Only the number is wanted: how many lines of these entries contain the word "Result"?

Collected data:
* * * * * * * * *
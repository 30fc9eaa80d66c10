//! Identikit - Random Identity Generator Service
//!
//! A small web service that fabricates a plausible identity (name,
//! gender, phone number, street address) for a selected country, using
//! OpenStreetMap Nominatim reverse geocoding and the randomuser.me API,
//! and renders it as a self-contained HTML page.
//!
//! Exit codes:
//!   0 - Success
//!   1 - Runtime error (bad arguments, bind failure, config error)

mod cli;
mod config;
mod error;
mod generator;
mod geo;
mod models;
mod page;
mod server;
mod upstream;

use anyhow::{Context, Result};
use cli::{Args, OutputFormat};
use config::Config;
use generator::IdentityGenerator;
use server::Server;
use tracing::{debug, error, info, warn};
use tracing_subscriber::FmtSubscriber;

#[tokio::main]
async fn main() -> Result<()> {
    // Parse command-line arguments
    let args = Args::parse_args();

    // Validate arguments
    if let Err(e) = args.validate() {
        eprintln!("Error: {}", e);
        std::process::exit(1);
    }

    // Handle --init-config early (no logging needed)
    if args.init_config {
        return handle_init_config();
    }

    // Initialize logging
    init_logging(&args);

    info!("Identikit v{}", env!("CARGO_PKG_VERSION"));
    debug!("Arguments: {:?}", args);

    match run(args).await {
        Ok(()) => Ok(()),
        Err(e) => {
            error!("Identikit failed: {}", e);
            eprintln!("\n❌ Error: {}", e);
            std::process::exit(1);
        }
    }
}

/// Handle --init-config: generate a default .identikit.toml.
fn handle_init_config() -> Result<()> {
    let path = std::path::Path::new(".identikit.toml");

    if path.exists() {
        eprintln!("⚠️  .identikit.toml already exists. Remove it first or edit it manually.");
        std::process::exit(1);
    }

    let content = Config::default_toml();
    std::fs::write(path, &content).context("Failed to write .identikit.toml")?;

    println!("✅ Created .identikit.toml with default settings.");
    println!("   Edit it to customize the bind address, upstream URLs, and retry budget.");
    Ok(())
}

/// Initialize logging based on verbosity settings.
fn init_logging(args: &Args) {
    let level = args.log_level();

    let subscriber = FmtSubscriber::builder()
        .with_max_level(level)
        .with_target(false)
        .with_thread_ids(false)
        .with_file(false)
        .with_line_number(false)
        .compact()
        .finish();

    tracing::subscriber::set_global_default(subscriber).expect("Failed to set tracing subscriber");
}

/// Wire up config and the generator, then serve (or run --oneshot).
async fn run(args: Args) -> Result<()> {
    // Load configuration
    let mut config = load_config(&args)?;
    config.merge_with_args(&args);

    let default_country = config
        .default_country()
        .context("Invalid default country in configuration")?;

    let generator = IdentityGenerator::new(config.generator_settings())?;

    if args.oneshot {
        return run_oneshot(&args, &generator, default_country).await;
    }

    let addr = config.bind_addr()?;

    println!("🌍 Identikit listening on http://{}", addr);
    println!("   Default country: {}", default_country.display_name());
    println!("   Press Ctrl+C to stop");

    Server::new(addr, generator, default_country).run().await
}

/// Handle --oneshot: generate one identity, print it, exit.
async fn run_oneshot(
    args: &Args,
    generator: &IdentityGenerator,
    country: geo::CountryCode,
) -> Result<()> {
    let identity = generator.generate(country).await;

    match args.format {
        OutputFormat::Json => {
            let json = serde_json::to_string_pretty(&identity)
                .context("Failed to serialize identity")?;
            println!("{}", json);
        }
        OutputFormat::Text => {
            println!("{}", identity.to_text());
        }
    }

    Ok(())
}

/// Load configuration from file or use defaults.
fn load_config(args: &Args) -> Result<Config> {
    // Try explicit config path
    if let Some(ref config_path) = args.config {
        info!("Loading config from: {}", config_path.display());
        return Config::load(config_path);
    }

    // Try default location
    match Config::load_default() {
        Ok(Some(config)) => {
            info!("Loaded default config from .identikit.toml");
            Ok(config)
        }
        Ok(None) => {
            debug!("No config file found, using defaults");
            Ok(Config::default())
        }
        Err(e) => {
            warn!("Failed to load config: {}", e);
            Ok(Config::default())
        }
    }
}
* * * * * * * * *
### PROBLEM SOLUTION
6